[Stored data]

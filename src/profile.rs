//! The content the page template renders.
//!
//! A portfolio differs from the next one only in its data, so there is one
//! page and one [`Profile`]. The profile ships as `content/profile.json`,
//! embedded into both the server and the WASM bundle.

use std::sync::LazyLock;

use chrono::{DateTime, Datelike, Utc};
use rust_embed::Embed;
use serde::{Deserialize, Serialize};
use thiserror::Error;

use crate::contact::SubmitMode;

pub static SITE_PROFILE: LazyLock<Profile> = LazyLock::new(Profile::load_or_default);

const PROFILE_FILE: &str = "profile.json";

#[derive(Embed)]
#[folder = "content"]
pub struct Content;

#[derive(Error, Debug, Clone, PartialEq, Eq)]
pub enum ProfileError {
    #[error("Profile content not found")]
    NotFound,
    #[error("Couldn't parse profile: {0}")]
    Parse(String),
}

#[derive(Debug, Clone, PartialEq, Eq, Serialize, Deserialize)]
pub struct SocialLink {
    pub label: String,
    pub href: String,
    /// devicon class, e.g. `devicon-github-plain`
    pub icon: String,
}

#[derive(Debug, Clone, PartialEq, Eq, Serialize, Deserialize)]
pub struct Project {
    pub title: String,
    pub description: String,
    pub repository: String,
}

#[derive(Debug, Clone, PartialEq, Eq, Serialize, Deserialize)]
pub struct Experience {
    pub role: String,
    pub company: String,
    pub period: String,
    #[serde(default)]
    pub highlights: Vec<String>,
}

#[derive(Debug, Clone, PartialEq, Eq, Serialize, Deserialize)]
#[serde(default)]
pub struct ContactSettings {
    pub heading: String,
    pub intro: String,
    pub mode: SubmitMode,
}

impl Default for ContactSettings {
    fn default() -> Self {
        Self {
            heading: "Get In Touch".to_string(),
            intro: "I'm always open to discussing new opportunities. Feel free to say hello!"
                .to_string(),
            mode: SubmitMode::Notify,
        }
    }
}

#[derive(Debug, Clone, PartialEq, Eq, Serialize, Deserialize)]
#[serde(default)]
pub struct Profile {
    pub name: String,
    pub headline: String,
    pub initials: String,
    pub avatar: Option<String>,
    pub about: String,
    pub links: Vec<SocialLink>,
    pub skills: Vec<String>,
    pub projects: Vec<Project>,
    pub experience: Vec<Experience>,
    pub contact: ContactSettings,
}

impl Default for Profile {
    fn default() -> Self {
        Profile::builder()
            .name("Your Name")
            .headline("Full-Stack Engineer • Open Source Enthusiast")
            .initials("YN")
            .about(
                "I'm a software engineer specializing in modern web architectures, cloud \
                 infrastructure, and performance-driven UX.",
            )
            .link("GitHub", "https://github.com/yourusername", "devicon-github-plain")
            .link(
                "LinkedIn",
                "https://linkedin.com/in/yourusername",
                "devicon-linkedin-plain",
            )
            .skills(["Rust", "TypeScript", "PostgreSQL", "Docker"])
            .build()
    }
}

impl Profile {
    pub fn builder() -> ProfileBuilder {
        ProfileBuilder::default()
    }

    pub fn from_json(bytes: &[u8]) -> Result<Self, ProfileError> {
        serde_json::from_slice(bytes).map_err(|e| ProfileError::Parse(e.to_string()))
    }

    pub fn load() -> Result<Self, ProfileError> {
        let file = Content::get(PROFILE_FILE).ok_or(ProfileError::NotFound)?;
        Self::from_json(&file.data)
    }

    pub fn load_or_default() -> Self {
        Self::load().unwrap_or_else(|e| {
            log::warn!("{e}, using default profile");
            Self::default()
        })
    }

    pub fn copyright(&self) -> String {
        format!("© {} {}. All rights reserved.", build_year(), self.name)
    }
}

fn build_year() -> i32 {
    DateTime::parse_from_rfc3339(env!("BUILD_TIME"))
        .map(|t| t.year())
        .unwrap_or_else(|_| Utc::now().year())
}

/// Assembles a [`Profile`] field by field; anything not set stays empty.
#[derive(Debug, Clone, Default)]
pub struct ProfileBuilder {
    name: String,
    headline: String,
    initials: String,
    avatar: Option<String>,
    about: String,
    links: Vec<SocialLink>,
    skills: Vec<String>,
    projects: Vec<Project>,
    experience: Vec<Experience>,
    contact: ContactSettings,
}

impl ProfileBuilder {
    pub fn name(mut self, name: impl Into<String>) -> Self {
        self.name = name.into();
        self
    }

    pub fn headline(mut self, headline: impl Into<String>) -> Self {
        self.headline = headline.into();
        self
    }

    pub fn initials(mut self, initials: impl Into<String>) -> Self {
        self.initials = initials.into();
        self
    }

    pub fn avatar(mut self, src: impl Into<String>) -> Self {
        self.avatar = Some(src.into());
        self
    }

    pub fn about(mut self, about: impl Into<String>) -> Self {
        self.about = about.into();
        self
    }

    pub fn link(
        mut self,
        label: impl Into<String>,
        href: impl Into<String>,
        icon: impl Into<String>,
    ) -> Self {
        self.links.push(SocialLink {
            label: label.into(),
            href: href.into(),
            icon: icon.into(),
        });
        self
    }

    pub fn skills<I, S>(mut self, skills: I) -> Self
    where
        I: IntoIterator<Item = S>,
        S: Into<String>,
    {
        self.skills.extend(skills.into_iter().map(Into::into));
        self
    }

    pub fn project(mut self, project: Project) -> Self {
        self.projects.push(project);
        self
    }

    pub fn experience(mut self, entry: Experience) -> Self {
        self.experience.push(entry);
        self
    }

    pub fn contact_mode(mut self, mode: SubmitMode) -> Self {
        self.contact.mode = mode;
        self
    }

    pub fn contact_intro(mut self, intro: impl Into<String>) -> Self {
        self.contact.intro = intro.into();
        self
    }

    pub fn build(self) -> Profile {
        Profile {
            name: self.name,
            headline: self.headline,
            initials: self.initials,
            avatar: self.avatar,
            about: self.about,
            links: self.links,
            skills: self.skills,
            projects: self.projects,
            experience: self.experience,
            contact: self.contact,
        }
    }
}
use leptos::{html, prelude::*};
use leptos_meta::Title;
use leptos_use::{use_element_bounding, use_window_scroll, UseElementBoundingReturn};

use super::{
    contact::ContactSection,
    nav::NavBar,
    sections::{AboutSection, ExperienceSection, Footer, HeroSection, ProjectsSection, SkillsSection},
};
use crate::sections::{active_section, is_scrolled, Bounds, Section};

#[component]
pub fn HomePage() -> impl IntoView {
    let refs = Section::ALL.map(|_| NodeRef::<html::Section>::new());
    let bounds = refs.map(|node_ref| {
        let UseElementBoundingReturn { top, bottom, .. } = use_element_bounding(node_ref);
        (top, bottom)
    });

    let (_, scroll_y) = use_window_scroll();
    let scrolled = Signal::derive(move || is_scrolled(scroll_y.get()));

    // keep the last match while the line sits in a gap between sections
    let (active, set_active) = signal(Section::default());
    Effect::new(move |_| {
        let current = active_section(|s| {
            let (top, bottom) = bounds[s.index()];
            refs[s.index()]
                .get()
                .map(|_| Bounds::new(top.get(), bottom.get()))
        });
        if let Some(section) = current {
            if section != active.get_untracked() {
                set_active.set(section);
            }
        }
    });

    let node_ref = |s: Section| refs[s.index()];

    view! {
        <Title text="Portfolio" />
        <NavBar active scrolled />
        <div class="max-w-4xl mx-auto px-6">
            <HeroSection node_ref=node_ref(Section::Hero) />
            <AboutSection node_ref=node_ref(Section::About) />
            <SkillsSection node_ref=node_ref(Section::Skills) />
            <ProjectsSection node_ref=node_ref(Section::Projects) />
            <ExperienceSection node_ref=node_ref(Section::Experience) />
            <ContactSection node_ref=node_ref(Section::Contact) />
            <Footer />
        </div>
    }
}
#[cfg(feature = "ssr")]
#[tokio::main]
async fn main() {
    use axum::Router;
    use leptos::prelude::*;
    use leptos_axum::{generate_route_list, LeptosRoutes};
    use portfolio_site::{app::*, profile::SITE_PROFILE};
    use tower::ServiceBuilder;
    use tower_http::trace::TraceLayer;
    use tracing_subscriber::EnvFilter;

    let filter = EnvFilter::try_from_default_env().unwrap_or_else(|_| EnvFilter::new("info"));
    tracing_subscriber::fmt()
        .with_env_filter(filter)
        .with_writer(std::io::stderr)
        .init();

    let conf = get_configuration(None).unwrap();
    let addr = conf.leptos_options.site_addr;
    let leptos_options = conf.leptos_options;
    // Generate the list of routes in your Leptos App
    let routes = generate_route_list(App);

    // parse the embedded profile once up front so a bad file shows in the startup log
    tracing::info!(name = %SITE_PROFILE.name, "profile loaded");

    let app = Router::new()
        .leptos_routes(&leptos_options, routes, {
            let leptos_options = leptos_options.clone();
            move || shell(leptos_options.clone())
        })
        .fallback(leptos_axum::file_and_error_handler(shell))
        .layer(ServiceBuilder::new().layer(TraceLayer::new_for_http()))
        .with_state(leptos_options);

    tracing::info!("listening on http://{}", &addr);
    let listener = tokio::net::TcpListener::bind(&addr).await.unwrap();
    axum::serve(listener, app.into_make_service())
        .await
        .unwrap();
}

#[cfg(not(feature = "ssr"))]
pub fn main() {
    // no client-side main function
    // see lib.rs for hydration function instead
}
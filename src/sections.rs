//! Which part of the page the visitor is looking at.

/// Scroll offset past which the nav bar gets its shadow.
pub const SCROLLED_AFTER: f64 = 50.0;
/// Distance from the top of the viewport that decides the active section.
pub const ACTIVE_LINE: f64 = 100.0;

#[derive(Debug, Clone, Copy, Default, PartialEq, Eq, Hash)]
pub enum Section {
    #[default]
    Hero,
    About,
    Skills,
    Projects,
    Experience,
    Contact,
}

impl Section {
    /// Page order.
    pub const ALL: [Section; 6] = [
        Section::Hero,
        Section::About,
        Section::Skills,
        Section::Projects,
        Section::Experience,
        Section::Contact,
    ];

    pub fn id(&self) -> &'static str {
        match self {
            Section::Hero => "hero",
            Section::About => "about",
            Section::Skills => "skills",
            Section::Projects => "projects",
            Section::Experience => "experience",
            Section::Contact => "contact",
        }
    }

    pub fn label(&self) -> &'static str {
        match self {
            Section::Hero => "Home",
            Section::About => "About",
            Section::Skills => "Skills",
            Section::Projects => "Projects",
            Section::Experience => "Experience",
            Section::Contact => "Contact",
        }
    }

    pub fn href(&self) -> String {
        format!("#{}", self.id())
    }

    pub fn index(&self) -> usize {
        *self as usize
    }
}

/// Viewport-relative vertical extent of an element.
#[derive(Debug, Clone, Copy, Default, PartialEq)]
pub struct Bounds {
    pub top: f64,
    pub bottom: f64,
}

impl Bounds {
    pub fn new(top: f64, bottom: f64) -> Self {
        Self { top, bottom }
    }

    pub fn spans(&self, y: f64) -> bool {
        self.top <= y && self.bottom >= y
    }
}

pub fn is_scrolled(scroll_y: f64) -> bool {
    scroll_y > SCROLLED_AFTER
}

/// First section, in page order, crossing [`ACTIVE_LINE`]. Sections that are
/// not rendered yet report `None` and are skipped.
pub fn active_section<F>(bounds_of: F) -> Option<Section>
where
    F: Fn(Section) -> Option<Bounds>,
{
    Section::ALL.into_iter().find(|section| {
        bounds_of(*section)
            .map(|b| b.spans(ACTIVE_LINE))
            .unwrap_or(false)
    })
}

#[cfg(test)]
mod tests {
    use super::*;

    #[test]
    fn test_is_scrolled_threshold() {
        assert!(!is_scrolled(0.0));
        assert!(!is_scrolled(50.0));
        assert!(is_scrolled(50.5));
        assert!(is_scrolled(2000.0));
    }

    #[test]
    fn test_active_section_picks_line_crossing() {
        // page laid out in 600px blocks, scrolled 1000px down
        let layout = |s: Section| {
            let top = s.index() as f64 * 600.0 - 1000.0;
            Some(Bounds::new(top, top + 600.0))
        };
        // line sits at page y 1100, inside the second block
        assert_eq!(active_section(layout), Some(Section::About));
    }

    #[test]
    fn test_active_section_boundaries_inclusive() {
        // about ends exactly on the line, skills starts exactly on it
        let layout = |s: Section| match s {
            Section::About => Some(Bounds::new(-500.0, 100.0)),
            Section::Skills => Some(Bounds::new(100.0, 700.0)),
            _ => Some(Bounds::new(800.0, 900.0)),
        };
        // both qualify, the earlier one wins
        assert_eq!(active_section(layout), Some(Section::About));
    }

    #[test]
    fn test_active_section_none() {
        assert_eq!(active_section(|_| None), None);
        // everything below the line, e.g. before layout
        assert_eq!(active_section(|_| Some(Bounds::new(0.0, 0.0))), None);
        // missing elements are skipped rather than stopping the search
        let layout = |s: Section| match s {
            Section::Contact => Some(Bounds::new(-20.0, 400.0)),
            _ => None,
        };
        assert_eq!(active_section(layout), Some(Section::Contact));
    }

    #[test]
    fn test_section_anchors() {
        let ids = Section::ALL.map(|s| s.id());
        assert_eq!(
            ids,
            ["hero", "about", "skills", "projects", "experience", "contact"]
        );
        assert_eq!(Section::Contact.href(), "#contact");
        assert_eq!(Section::Hero.label(), "Home");
        for (i, s) in Section::ALL.into_iter().enumerate() {
            assert_eq!(s.index(), i);
        }
    }
}
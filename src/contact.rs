//! Contact form state, validation and submission.
//!
//! Everything in here is plain Rust with no reactive or DOM types, so the
//! same rules run on the server, in the browser and under `cargo test`.
//! The Leptos component in `app::contact` wraps a [`ContactForm`] in a
//! signal and performs whatever [`Submission`] comes back.

mod form;
mod mailto;
mod validate;

pub use form::{ContactForm, FormPhase, Notification, Submission};
pub use mailto::MailtoRequest;
pub use validate::{check, is_submittable, validate, FieldError, FormErrors, ValidationFailure};

use std::{fmt, str::FromStr};

use serde::{Deserialize, Serialize};
use thiserror::Error;

/// Raw text the visitor has typed, exactly as typed.
#[derive(Debug, Clone, Default, PartialEq, Eq, Serialize, Deserialize)]
pub struct FormInput {
    pub name: String,
    pub email: String,
    pub message: String,
}

impl FormInput {
    pub fn new(
        name: impl Into<String>,
        email: impl Into<String>,
        message: impl Into<String>,
    ) -> Self {
        Self {
            name: name.into(),
            email: email.into(),
            message: message.into(),
        }
    }

    pub fn get(&self, field: Field) -> &str {
        match field {
            Field::Name => &self.name,
            Field::Email => &self.email,
            Field::Message => &self.message,
        }
    }

    fn slot_mut(&mut self, field: Field) -> &mut String {
        match field {
            Field::Name => &mut self.name,
            Field::Email => &mut self.email,
            Field::Message => &mut self.message,
        }
    }

    pub fn is_empty(&self) -> bool {
        self.name.is_empty() && self.email.is_empty() && self.message.is_empty()
    }
}

#[derive(Debug, Clone, Copy, PartialEq, Eq, Hash)]
pub enum Field {
    Name,
    Email,
    Message,
}

impl Field {
    pub const ALL: [Field; 3] = [Field::Name, Field::Email, Field::Message];

    /// Form control id, also the key accepted by [`FromStr`].
    pub fn as_str(&self) -> &'static str {
        match self {
            Field::Name => "name",
            Field::Email => "email",
            Field::Message => "message",
        }
    }

    pub fn label(&self) -> &'static str {
        match self {
            Field::Name => "Name",
            Field::Email => "Email",
            Field::Message => "Message",
        }
    }
}

impl fmt::Display for Field {
    fn fmt(&self, f: &mut fmt::Formatter<'_>) -> fmt::Result {
        f.write_str(self.as_str())
    }
}

#[derive(Error, Debug, Clone, PartialEq, Eq)]
#[error("unknown form field: {0}")]
pub struct UnknownField(pub String);

impl FromStr for Field {
    type Err = UnknownField;

    fn from_str(s: &str) -> Result<Self, Self::Err> {
        match s {
            "name" => Ok(Self::Name),
            "email" => Ok(Self::Email),
            "message" => Ok(Self::Message),
            other => Err(UnknownField(other.to_string())),
        }
    }
}

/// What a valid submission turns into.
#[derive(Debug, Clone, Default, PartialEq, Eq, Serialize, Deserialize)]
#[serde(tag = "kind", rename_all = "lowercase")]
pub enum SubmitMode {
    /// Thank the visitor and drop the message. There is no backend.
    #[default]
    Notify,
    /// Hand the message to the visitor's mail client.
    Mailto { recipient: String },
}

**Work item:**
The lines above that hold the word "main" should be found and copied out.

**Solution for this problem:**
#[tokio::main]
async fn main() {
pub fn main() {
    // no client-side main function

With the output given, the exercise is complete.